Não é bom sinal. O passado recente da utilização das galerias em nada a recomenda. Já na votação do Plano Collor 1, em abril, foi aquele vexame: bofetões, empurrões, bolsadas, xingamentos e vidros quebrados serviram de moldura aos trabalhos dos representantes do povo. Houve baixaria, e da grossa, no Congresso – e não se pôde, então, culpar os alvos invariáveis da censura nacional sempre que se fala em baixaria no Congresso: os políticos. O responsável foi o público.

Bem, não exatamente o público, mas grupos de militantes disfarçados de cidadãos comuns e que constituem uma espécie de lobby à brasileira, que existe não é de hoje, mas foi aperfeiçoado durante a Constituinte. Nos países civilizados, a atividade de procurar legitimamente influenciar o Parlamento é entregue a escritórios especializados e até regulamentada por lei. Aqui existe, em embrião, essa atividade. Mas o truculento “lobby à brasileira” que preocupa consiste em constranger diretamente, muitas vezes na base do xingamento, e sem excluir a bordoada, os representantes do povo.

Ainda dias atrás, na posse dos deputados e senadores eleitos a 3 de outubro, a falta de educação voltou a imperar nas galerias. Como sempre ocorre, representantes dos setores conservadores, como o deputado Ronaldo Caiado (PSD-GO) ou o deputado Delfim Netto (PDS-SP), foram vaiados. Ninguém nas galerias levou em conta que ambos tiveram grandes votações, retrato da confiança de consideráveis fatias da opinião pública nos eleitos – Caiado, por exemplo, foi o deputado mais votado em Goiás.
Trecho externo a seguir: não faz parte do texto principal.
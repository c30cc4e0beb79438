//! Settle a single vendor after a fair.
//!
//! Walks through the three typical outcomes: the association owes the
//! vendor, the vendor owes the association, and nothing recorded yet.

use fair_settlement::core::vendor::BankingDetails;
use fair_settlement::prelude::*;
use fair_settlement::settlement::report::SettlementReport;
use rust_decimal_macros::dec;

fn main() -> LedgerResult<()> {
    let fair = EventId::new("FEIRA-2024-05");
    let mut ledger = EventLedger::new();

    let ana = VendorId::new("V-001");
    let bruno = VendorId::new("V-002");
    let carla = VendorId::new("V-003");

    ledger.register_vendor(
        fair.clone(),
        Vendor::new(ana.clone(), "Ana Souza", true).with_banking(BankingDetails {
            bank: Some("001".to_string()),
            pix_key: Some("ana@example.org".to_string()),
            ..Default::default()
        }),
    );
    ledger.register_vendor(fair.clone(), Vendor::new(bruno.clone(), "Bruno Lima", false));
    ledger.register_vendor(fair.clone(), Vendor::new(carla.clone(), "Carla Dias", true));

    ledger.record(
        Operation::new(ana.clone(), fair.clone(), PaymentMethod::Pix, dec!(100), "Geleia")?
            .with_customer("Rui"),
    )?;
    ledger.record(Operation::new(ana.clone(), fair.clone(), PaymentMethod::Cash, dec!(50), "Geleia")?)?;
    ledger.record(Operation::new(bruno.clone(), fair.clone(), PaymentMethod::Cash, dec!(100), "Cerâmica")?)?;

    let calculator = SettlementCalculator::default();
    for vendor in [&ana, &bruno, &carla] {
        let report = SettlementReport::build(&ledger, &calculator, &fair, vendor)?;
        println!("{}\n", report);
    }

    Ok(())
}
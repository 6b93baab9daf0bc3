use std::env;
use std::sync::{Mutex, OnceLock};

use sayara_cli::commands::{doctor, estimate};
use sayara_cli::EstimateArgs;
use serde_json::Value;

fn estimate_args() -> EstimateArgs {
    EstimateArgs {
        brand: "toyota".to_string(),
        model: "camry".to_string(),
        trim: "se".to_string(),
        year: 2020,
        mileage: 60_000,
        fuel: "petrol".to_string(),
        cylinders: 4,
        origin: "USA".to_string(),
        color: "Blue".to_string(),
        paint_condition: "No paint".to_string(),
        notes: None,
        as_of_year: Some(2021),
        seed: Some(9),
    }
}

#[test]
fn estimate_produces_the_known_valuation_vector() {
    with_clean_env(|| {
        let result = estimate::run(estimate_args());
        assert_eq!(result.exit_code, 0, "expected successful estimate: {}", result.output);

        let payload = parse_payload(&result.output);
        assert_eq!(payload["command"], "estimate");
        assert_eq!(payload["status"], "ok");
        assert_eq!(payload["as_of_year"], 2021);
        assert_eq!(payload["min_price"], "32700");
        assert_eq!(payload["average_price"], "38400");
        assert_eq!(payload["max_price"], "44200");

        let days = payload["days_to_sell"].as_u64().expect("days_to_sell");
        assert!((10..=30).contains(&days));
    });
}

#[test]
fn estimate_is_reproducible_under_a_fixed_seed() {
    with_clean_env(|| {
        let first = parse_payload(&estimate::run(estimate_args()).output);
        let second = parse_payload(&estimate::run(estimate_args()).output);
        assert_eq!(first["days_to_sell"], second["days_to_sell"]);
    });
}

#[test]
fn estimate_rejects_off_catalog_combinations() {
    with_clean_env(|| {
        let mut args = estimate_args();
        args.trim = "vxr".to_string();

        let result = estimate::run(args);
        assert_eq!(result.exit_code, 2, "expected validation failure");

        let payload = parse_payload(&result.output);
        assert_eq!(payload["status"], "error");
        assert_eq!(payload["error_class"], "input_validation");
        assert!(payload["message"].as_str().unwrap_or("").contains("unknown combination"));
    });
}

#[test]
fn estimate_rejects_negative_mileage() {
    with_clean_env(|| {
        let mut args = estimate_args();
        args.mileage = -10;

        let result = estimate::run(args);
        assert_eq!(result.exit_code, 2, "expected validation failure");

        let payload = parse_payload(&result.output);
        assert_eq!(payload["error_class"], "input_validation");
        assert!(payload["message"].as_str().unwrap_or("").contains("mileage"));
    });
}

#[test]
fn doctor_passes_offline_with_default_config() {
    with_clean_env(|| {
        let output = doctor::run(true);
        let payload = parse_payload(&output);

        assert_eq!(payload["overall_status"], "pass", "doctor output: {output}");
        let checks = payload["checks"].as_array().expect("checks array");
        let names = checks
            .iter()
            .map(|check| check["name"].as_str().unwrap_or(""))
            .collect::<Vec<_>>();
        assert_eq!(names, vec!["config_validation", "catalog_integrity", "prompt_templates"]);
        assert!(checks.iter().all(|check| check["status"] == "pass"));
    });
}

fn parse_payload(raw: &str) -> Value {
    serde_json::from_str(raw).unwrap_or_else(|error| panic!("invalid JSON output ({error}): {raw}"))
}

fn env_lock() -> &'static Mutex<()> {
    static LOCK: OnceLock<Mutex<()>> = OnceLock::new();
    LOCK.get_or_init(|| Mutex::new(()))
}

/// Runs `f` with every SAYARA_* variable cleared, restoring the previous
/// values afterwards. Tests touching the environment must go through this.
fn with_clean_env(f: impl FnOnce()) {
    let _guard = env_lock().lock().unwrap_or_else(|poisoned| poisoned.into_inner());

    let saved = env::vars()
        .filter(|(key, _)| key.starts_with("SAYARA_"))
        .collect::<Vec<_>>();
    for (key, _) in &saved {
        env::remove_var(key);
    }

    f();

    for (key, value) in saved {
        env::set_var(key, value);
    }
}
  Mas vaia é pouco. Viveram-se, no Congresso, momentos muito piores – durante a Constituinte, por exemplo, as galerias foram ao ponto de arremessar dinheiro no plenário para protestar contra políticos supostamente “vendilhões” porque não votavam como elas pretendiam. Na discussão do primeiro pacote da era Collor, militantes do MR-8, uma espécie de tropa de choque de um setor do PMDB, promoveram uma baderna que terminou em portas de vidro espatifadas e em pessoas agredidas, enquanto funcionários de estatais ameaçadas de extinção formavam um corredor polonês para injuriar parlamentares.

  O pior é que há muita gente no País que acha que é isso mesmo – se estamos numa democracia, então vale tudo, mesmo um tipo de bagunça que, em nações educadas, não se encontra nem em assembleias de estudantes. Nos Estados Unidos, só se entra nas galerias do Senado com um convite assinado por um senador. Na Grã-Bretanha, as pessoas fazem um silêncio religioso quando assistem às sessões da Câmara dos Comuns – gritos e manifestações de irritação, quando existem, ocorrem entre os deputados.

  Por isso, é pertinente a preocupação que deputados em primeiro mandato, como João Mellão (PL-SP), já manifestam com o problema. Mellão sugeriu que as galerias sejam isoladas do plenário por janelões de vidro – o que pode ser uma boa ideia. O ex-presidente do Senado Nelson Carneiro (PMDB-RJ) chegou a anunciar providências nesse sentido no ano passado, mas nada acabou acontecendo. O ex-presidente da Câmara Paes de Andrade (PMDB-CE) cogitou de limitações no acesso ao Salão Verde, o grande vestíbulo do plenário, mas também nada fez.

 Talvez seja assunto para a comissão de deputados que começou a trabalhar em fórmulas para restabelecer o prestígio do Legislativo, de que fazem parte, entre outros, Antonio Britto e Nelson Jobim, ambos do PMDB gaúcho. O que não é possível é permitir que o Congresso faça suas votações mais transcendentais em clima de Corinthians x Palmeiras, de Fla x Flu ou de Sambódromo. Galeria não pode ser galera.

(Artigo publicado originalmente no jornalO Estado de S. Pauloem 14 de fevereiro de 1991 sob o título de “Bagunça nas galerias”)

ATUALIZAÇÃO

O óbvio finalmente ocorreria pouco mais de dois anos após a publicação deste artigo (não tenho nenhuma pretensão de ter influído nisto, não): dia 30 de setembro de 1993, por iniciativa do vice-presidente em exercício da presidência da Câmara, deputado Inocêncio Oliveira (PFL-PE), foi finalmente instalada uma proteção entre as galerias e o plenário: 84 peças de vidros blindex fumê de dois metros de altura por 80 centímetros de largura.

A obra foi realizada dias depois de uma sessão em que manifestantes na galeria atiraram cédulas e moedas no plenário da Câmara, acusando os deputados de corrupção. 

Onze anos depois, porém, o então presidente da Câmara, João Paulo Cunha (PT-SP), convenceu a Mesa Diretora a retirar os painéis. “Vamos correr o risco de muita mobilização nas galerias”, disse Cunha, “mas a retirada dos vidros servirá como símbolo do reencontro da Câmara com o povo que quer acompanhar os trabalhos dos deputados”.

O badernaço golpista de 8 de janeiro também trouxe preocupação com os vidros da Câmara – mas com os muitos que fazem parte das fachadas laterais do edifício do Congresso. Receberam uma película protetora que, diz a empresa fornecedora, faz com que os vidros “absorvam choques de até 1800 Kg/força (pedradas, pauladas, pancadas, impactos)”, além de refletir parte da energia solar recebida e propiciar proteção quase integral contra os perigosos raios ultravioletas.